== DATA PROVIDED

//! Anchor block data and beacon-chain slot facts
//!
//! In-memory providers backing the consensus-side traits. A production
//! deployment replaces these with L1 execution- and consensus-client
//! queries; the consensus core never notices, it only sees pre-staged data.

use async_trait::async_trait;
use dashmap::DashMap;
use preconf_consensus::reorg::{AnchorFetchError, AnchorSource};
use preconf_consensus::BeaconFactSource;
use protocol_types::{AnchorInfo, Hash};

/// Anchor hashes by L1 block number, updated by whatever watches L1
#[derive(Default)]
pub struct InMemoryAnchors {
    hashes: DashMap<u64, Hash>,
    /// Block numbers whose fetch is currently failing (outage simulation
    /// and pre-fork gaps)
    unavailable: DashMap<u64, ()>,
}

impl InMemoryAnchors {
    pub fn set(&self, block_number: u64, hash: Hash) {
        self.hashes.insert(block_number, hash);
        self.unavailable.remove(&block_number);
    }

    pub fn mark_unavailable(&self, block_number: u64) {
        self.unavailable.insert(block_number, ());
    }
}

#[async_trait]
impl AnchorSource for InMemoryAnchors {
    async fn anchor_info(&self, block_number: u64) -> Result<AnchorInfo, AnchorFetchError> {
        if self.unavailable.contains_key(&block_number) {
            return Err(AnchorFetchError::Unavailable(block_number));
        }
        self.hashes
            .get(&block_number)
            .map(|hash| AnchorInfo {
                block_number,
                block_hash: *hash,
            })
            .ok_or(AnchorFetchError::Unavailable(block_number))
    }
}

/// Beacon-chain slot emptiness by slot timestamp. Slots default to
/// non-empty: an unknown slot must never soften a penalty.
#[derive(Default)]
pub struct InMemoryBeacon {
    empty_slots: DashMap<u64, ()>,
}

impl InMemoryBeacon {
    pub fn mark_empty(&self, slot_timestamp: u64) {
        self.empty_slots.insert(slot_timestamp, ());
    }
}

impl BeaconFactSource for InMemoryBeacon {
    fn is_slot_empty(&self, slot_timestamp: u64) -> bool {
        self.empty_slots.contains_key(&slot_timestamp)
    }
}

#[cfg(test)]
mod tests {
    use super::*;

    #[tokio::test]
    async fn anchors_resolve_and_fail_over() {
        let anchors = InMemoryAnchors::default();
        anchors.set(500, [1; 32]);

        let info = anchors.anchor_info(500).await.unwrap();
        assert_eq!(info.block_hash, [1; 32]);

        anchors.mark_unavailable(500);
        assert!(anchors.anchor_info(500).await.is_err());
        assert!(anchors.anchor_info(999).await.is_err());
    }

    #[test]
    fn unknown_slots_read_as_non_empty() {
        let beacon = InMemoryBeacon::default();
        assert!(!beacon.is_slot_empty(1_000));
        beacon.mark_empty(1_000);
        assert!(beacon.is_slot_empty(1_000));
    }
}
//! RPC Server - HTTP JSON-RPC surface for the preconfirmation node
//!
//! Exposes the tentative head (with its trust status), the lookahead, and
//! recorded fault evidence, and accepts signed commitments for the
//! application queue.

pub mod http_server;
pub mod methods;

pub use http_server::HttpRpcServer;
pub use methods::RpcContext;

====

* _REQUIRED ACTION_: Copy every line of the data that holds the string "AnchorFetchError".

* _ANSWER FOR THE TASK_:
use preconf_consensus::reorg::{AnchorFetchError, AnchorSource};
    async fn anchor_info(&self, block_number: u64) -> Result<AnchorInfo, AnchorFetchError> {
            return Err(AnchorFetchError::Unavailable(block_number));
            .ok_or(AnchorFetchError::Unavailable(block_number))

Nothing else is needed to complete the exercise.